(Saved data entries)
• • • • •

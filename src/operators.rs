//! Single-point crossover on binary chromosomes.
//!
//! Individuals are paired consecutively, `(0, 1)`, `(2, 3)`, …, and each
//! pair independently exchanges the tails of its genomes from a uniformly
//! chosen locus onward. All operators here work in place.
//!
//! # References
//!
//! - Holland (1975), *Adaptation in Natural and Artificial Systems*

use crate::error::{check_probability, GaError, Result};
use crate::population::Population;
use rand::Rng;

/// Swaps the genome suffixes `[locus..]` of individuals `a` and `b`.
///
/// A locus of 0 swaps the whole genomes; `genome_size - 1` swaps only the
/// last bit. Bits before `locus` are untouched.
///
/// # Errors
/// - [`GaError::InvalidPair`] if `a == b` or either index is out of range
/// - [`GaError::InvalidLocus`] if `locus >= genome_size`
pub fn swap_tails(population: &mut Population, a: usize, b: usize, locus: usize) -> Result<()> {
    let size = population.size();
    if a == b || a >= size || b >= size {
        return Err(GaError::InvalidPair { a, b, size });
    }
    let genome_size = population.genome_size();
    if locus >= genome_size {
        return Err(GaError::InvalidLocus { locus, genome_size });
    }
    let (x, y) = population.pair_mut(a, b);
    x[locus..].swap_with_slice(&mut y[locus..]);
    Ok(())
}

/// A crossover event applied to one consecutive pair.
#[derive(Debug, Clone, Copy, PartialEq, Eq)]
pub struct Crossover {
    /// Index of the first individual of the pair; the second is `first + 1`.
    pub first: usize,
    /// Locus from which the tails were exchanged.
    pub locus: usize,
}

/// Crosses over consecutive pairs of `population` in place.
///
/// For each pair, a Bernoulli(`crossover_p`) draw decides whether it
/// crosses; if so a fresh locus is drawn uniformly from
/// `0..genome_size`. With an odd population size the last individual has
/// no partner and is left as is.
///
/// Returns the applied crossovers in pair order.
///
/// # Errors
/// [`GaError::InvalidProbability`](crate::GaError::InvalidProbability) if
/// `crossover_p` is outside `[0, 1]`.
pub fn crossover_pairs<R: Rng>(
    population: &mut Population,
    crossover_p: f64,
    rng: &mut R,
) -> Result<Vec<Crossover>> {
    check_probability("crossover_rate", crossover_p)?;

    let genome_size = population.genome_size();
    let mut applied = Vec::new();
    for first in (0..population.size() / 2).map(|pair| pair * 2) {
        if rng.random_bool(crossover_p) {
            let locus = rng.random_range(0..genome_size);
            swap_tails(population, first, first + 1, locus)?;
            applied.push(Crossover { first, locus });
        }
    }
    Ok(applied)
}
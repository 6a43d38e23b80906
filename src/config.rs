//! Evolution configuration.
//!
//! [`EvolveConfig`] holds all parameters that control the evolutionary loop.

use crate::error::{check_probability, GaError, Result};

/// Configuration for an evolutionary run.
///
/// # Defaults
///
/// ```
/// use u_bitga::EvolveConfig;
///
/// let config = EvolveConfig::default();
/// assert_eq!(config.generations, 100);
/// assert_eq!(config.progress_interval, 10);
/// ```
///
/// # Builder Pattern
///
/// ```
/// use u_bitga::EvolveConfig;
///
/// let config = EvolveConfig::default()
///     .with_generations(250)
///     .with_crossover_rate(0.6)
///     .with_mutation_rate(0.01)
///     .with_seed(42);
/// assert!(config.validate().is_ok());
/// ```
///
/// Rates are stored as given; out-of-range values are reported by
/// [`validate`](Self::validate) rather than silently clamped.
#[derive(Debug, Clone, PartialEq)]
#[cfg_attr(feature = "serde", derive(serde::Serialize, serde::Deserialize))]
pub struct EvolveConfig {
    /// Number of generation steps to run. Zero evaluates and records only
    /// the initial population.
    pub generations: usize,

    /// Probability that a consecutive pair of selected parents crosses
    /// over (0.0–1.0).
    pub crossover_rate: f64,

    /// Per-bit probability of replacement by a random bit (0.0–1.0).
    ///
    /// The observable flip rate is half of this.
    pub mutation_rate: f64,

    /// Random seed for reproducibility.
    ///
    /// `None` uses a random seed. Ignored by
    /// [`EvolutionRunner::run_with_rng`](crate::EvolutionRunner::run_with_rng).
    pub seed: Option<u64>,

    /// Log a progress line every this many completed generations.
    ///
    /// Set to 0 to disable.
    pub progress_interval: usize,
}

impl Default for EvolveConfig {
    fn default() -> Self {
        Self {
            generations: 100,
            crossover_rate: 0.7,
            mutation_rate: 0.001,
            seed: None,
            progress_interval: 10,
        }
    }
}

impl EvolveConfig {
    /// Sets the number of generations.
    pub fn with_generations(mut self, n: usize) -> Self {
        self.generations = n;
        self
    }

    /// Sets the crossover rate.
    pub fn with_crossover_rate(mut self, rate: f64) -> Self {
        self.crossover_rate = rate;
        self
    }

    /// Sets the mutation rate.
    pub fn with_mutation_rate(mut self, rate: f64) -> Self {
        self.mutation_rate = rate;
        self
    }

    /// Sets the random seed for reproducibility.
    pub fn with_seed(mut self, seed: u64) -> Self {
        self.seed = Some(seed);
        self
    }

    /// Sets the progress logging interval (0 to disable).
    pub fn with_progress_interval(mut self, every: usize) -> Self {
        self.progress_interval = every;
        self
    }

    /// Validates the configuration.
    ///
    /// # Errors
    /// [`GaError::InvalidProbability`] naming the offending rate.
    pub fn validate(&self) -> Result<()> {
        check_probability("crossover_rate", self.crossover_rate)?;
        check_probability("mutation_rate", self.mutation_rate)?;
        if self.generations == usize::MAX {
            return Err(GaError::InvalidConfig(
                "generations must leave room for the initial data point".into(),
            ));
        }
        Ok(())
    }
}
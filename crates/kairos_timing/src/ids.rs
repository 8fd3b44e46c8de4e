//! Opaque ID newtypes for timing graph entities.
//!
//! [`NodeId`], [`EdgeId`], [`LevelId`] and [`DomainId`] are thin `u32`
//! wrappers used as arena indices. They are `Copy`, `Hash`, `Ord` and
//! `Serialize`/`Deserialize`.

use serde::{Deserialize, Serialize};
use std::fmt;

/// Common interface of the dense handles, used by generic arena helpers such
/// as [`Remap`](crate::layout::Remap).
pub trait ArenaId: Copy + Eq + fmt::Debug {
    /// Returns the handle as an arena index.
    fn index(self) -> usize;

    /// Builds a handle from an arena index.
    fn from_index(index: usize) -> Self;
}

macro_rules! define_id {
    ($(#[$meta:meta])* $name:ident, $prefix:literal) => {
        $(#[$meta])*
        #[derive(Clone, Copy, PartialEq, Eq, PartialOrd, Ord, Hash, Debug, Serialize, Deserialize)]
        pub struct $name(u32);

        impl $name {
            /// Creates an ID from a raw `u32` index.
            pub fn from_raw(index: u32) -> Self {
                Self(index)
            }

            /// Returns the raw `u32` index.
            pub fn as_raw(self) -> u32 {
                self.0
            }

            /// Returns the ID as a `usize` suitable for indexing arenas.
            pub fn index(self) -> usize {
                self.0 as usize
            }

            pub(crate) fn from_index(index: usize) -> Self {
                Self(u32::try_from(index).expect(concat!(stringify!($name), " space exhausted")))
            }
        }

        impl ArenaId for $name {
            fn index(self) -> usize {
                self.0 as usize
            }

            fn from_index(index: usize) -> Self {
                $name::from_index(index)
            }
        }

        impl fmt::Display for $name {
            fn fmt(&self, f: &mut fmt::Formatter<'_>) -> fmt::Result {
                write!(f, concat!($prefix, "{}"), self.0)
            }
        }
    };
}

define_id!(
    /// Opaque, copyable ID for a node in the timing graph.
    NodeId,
    "n"
);

define_id!(
    /// Opaque, copyable ID for an edge in the timing graph.
    EdgeId,
    "e"
);

define_id!(
    /// Opaque, copyable ID for a level (topological bucket) of the timing graph.
    LevelId,
    "l"
);

define_id!(
    /// Opaque, copyable ID for a clock domain.
    DomainId,
    "d"
);
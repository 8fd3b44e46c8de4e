//! Edge delay contract consumed by the analysis.
//!
//! The analysis never guesses a delay: it asks a [`DelayCalculator`] for every
//! edge it traverses. Values must stay stable for the duration of one update;
//! a caller that changes a delay must invalidate the edge before the next
//! update.

use crate::ids::EdgeId;
use crate::layout::Remap;
use serde::{Deserialize, Serialize};

/// Source of edge delays for timing analysis.
pub trait DelayCalculator {
    /// Returns the slow-corner delay of an edge, used by setup analysis.
    fn max_edge_delay(&self, edge: EdgeId) -> f64;

    /// Returns the fast-corner delay of an edge, used by hold analysis.
    fn min_edge_delay(&self, edge: EdgeId) -> f64;

    /// Returns the setup time of a clock-capture edge.
    fn setup_time(&self, _edge: EdgeId) -> f64 {
        0.0
    }

    /// Returns the hold time of a clock-capture edge.
    fn hold_time(&self, _edge: EdgeId) -> f64 {
        0.0
    }
}

/// A min/max delay pair in nanoseconds.
#[derive(Debug, Clone, Copy, PartialEq, Serialize, Deserialize)]
pub struct Delay {
    /// Minimum delay in nanoseconds (fast corner).
    pub min_ns: f64,
    /// Maximum delay in nanoseconds (slow corner).
    pub max_ns: f64,
}

impl Delay {
    /// A zero delay (no propagation time).
    pub const ZERO: Self = Self {
        min_ns: 0.0,
        max_ns: 0.0,
    };

    /// Creates a new delay with the given min/max values.
    pub fn new(min_ns: f64, max_ns: f64) -> Self {
        Self { min_ns, max_ns }
    }

    /// Creates a delay whose corners coincide.
    pub fn fixed(ns: f64) -> Self {
        Self::new(ns, ns)
    }
}

impl Default for Delay {
    fn default() -> Self {
        Self::ZERO
    }
}

/// A table-backed [`DelayCalculator`] holding one entry per edge.
#[derive(Debug, Clone, Default, Serialize, Deserialize)]
pub struct EdgeDelays {
    delays: Vec<Delay>,
    setup_times: Vec<f64>,
    hold_times: Vec<f64>,
}

impl EdgeDelays {
    /// Creates a table of `edge_count` zero delays.
    pub fn new(edge_count: usize) -> Self {
        Self {
            delays: vec![Delay::ZERO; edge_count],
            setup_times: vec![0.0; edge_count],
            hold_times: vec![0.0; edge_count],
        }
    }

    /// Creates a table where every edge has the same delay.
    pub fn uniform(edge_count: usize, delay: Delay) -> Self {
        Self {
            delays: vec![delay; edge_count],
            ..Self::new(edge_count)
        }
    }

    /// Returns the delay of an edge.
    pub fn delay(&self, edge: EdgeId) -> Delay {
        self.delays[edge.index()]
    }

    /// Sets the delay of an edge. The caller is responsible for invalidating
    /// the edge in any analyzer that has already used the old value.
    pub fn set_delay(&mut self, edge: EdgeId, delay: Delay) {
        self.delays[edge.index()] = delay;
    }

    /// Sets the setup and hold times of a clock-capture edge.
    pub fn set_check_times(&mut self, edge: EdgeId, setup_ns: f64, hold_ns: f64) {
        self.setup_times[edge.index()] = setup_ns;
        self.hold_times[edge.index()] = hold_ns;
    }

    /// Reorders the table after an edge layout optimization.
    pub fn remap(&mut self, remap: &Remap<EdgeId>) {
        self.delays = remap.permute(std::mem::take(&mut self.delays));
        self.setup_times = remap.permute(std::mem::take(&mut self.setup_times));
        self.hold_times = remap.permute(std::mem::take(&mut self.hold_times));
    }
}

impl DelayCalculator for EdgeDelays {
    fn max_edge_delay(&self, edge: EdgeId) -> f64 {
        self.delays[edge.index()].max_ns
    }

    fn min_edge_delay(&self, edge: EdgeId) -> f64 {
        self.delays[edge.index()].min_ns
    }

    fn setup_time(&self, edge: EdgeId) -> f64 {
        self.setup_times[edge.index()]
    }

    fn hold_time(&self, edge: EdgeId) -> f64 {
        self.hold_times[edge.index()]
    }
}
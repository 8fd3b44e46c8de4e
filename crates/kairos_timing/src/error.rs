//! Error types for timing graph construction, constraint validation,
//! configuration loading and analyzer setup.

use crate::ids::{DomainId, NodeId};
use kairos_common::InternalError;

/// Structural errors raised while building or levelizing a [`TimingGraph`].
///
/// [`TimingGraph`]: crate::graph::TimingGraph
#[derive(Debug, thiserror::Error, PartialEq, Eq)]
pub enum GraphError {
    /// An edge referenced a node handle that was never created.
    #[error("edge endpoint {node} does not exist (graph has {node_count} nodes)")]
    UnknownNode {
        /// The offending handle.
        node: NodeId,
        /// The number of nodes in the graph at the time of the call.
        node_count: usize,
    },

    /// The graph topology was modified after `levelize()`.
    #[error("timing graph topology is frozen after levelization")]
    Frozen,

    /// An edge was driven by a timing endpoint (output or register data sink).
    #[error("endpoint node {node} cannot drive an edge")]
    SinkFanout {
        /// The endpoint that was used as an edge source.
        node: NodeId,
    },

    /// Levelization found nodes whose fanin never drained.
    #[error("combinational cycle detected: {remaining} nodes could not be levelized")]
    Cycle {
        /// Number of nodes left without a level.
        remaining: usize,
    },

    /// `levelize()` was called more than once.
    #[error("timing graph is already levelized")]
    AlreadyLevelized,

    /// An operation requiring levels ran on an unlevelized graph.
    #[error("timing graph has not been levelized")]
    NotLevelized,
}

/// Constraint errors detected when validating constraints against a graph.
#[derive(Debug, thiserror::Error, PartialEq, Eq)]
pub enum ConstraintError {
    /// A node or constraint referenced a domain that was never created.
    #[error("unknown clock domain {domain}")]
    UnknownDomain {
        /// The offending domain handle.
        domain: DomainId,
    },

    /// A constraint references a domain no node of the graph belongs to.
    #[error("clock domain '{name}' ({domain}) is constrained but used by no node")]
    UnusedDomain {
        /// The unused domain.
        domain: DomainId,
        /// Its name.
        name: String,
    },

    /// An input/output constraint references a node outside the graph.
    #[error("I/O constraint on unknown node {node}")]
    UnknownNode {
        /// The offending node handle.
        node: NodeId,
    },

    /// An input/output constraint was placed on a node without a clock domain.
    #[error("I/O constraint on node {node} which has no clock domain")]
    NodeWithoutDomain {
        /// The constrained node.
        node: NodeId,
    },
}

/// Errors that can occur when loading or validating an analyzer configuration.
#[derive(Debug, thiserror::Error)]
pub enum ConfigError {
    /// An I/O error occurred while reading the configuration file.
    #[error("failed to read configuration: {0}")]
    IoError(#[from] std::io::Error),

    /// The TOML content could not be parsed.
    #[error("failed to parse configuration: {0}")]
    ParseError(String),

    /// A configuration value failed validation.
    #[error("validation error: {0}")]
    ValidationError(String),
}

/// Errors raised when constructing an analyzer.
#[derive(Debug, thiserror::Error)]
pub enum AnalysisError {
    /// The graph is structurally unusable (typically not levelized).
    #[error(transparent)]
    Graph(#[from] GraphError),

    /// The constraints failed validation against the graph.
    #[error(transparent)]
    Constraint(#[from] ConstraintError),

    /// The analyzer configuration is invalid.
    #[error(transparent)]
    Config(#[from] ConfigError),

    /// The graph failed its internal consistency check.
    #[error(transparent)]
    Internal(#[from] InternalError),
}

• • • • •

Please count how many lines of the records include "constrained", giving the number and nothing else.

2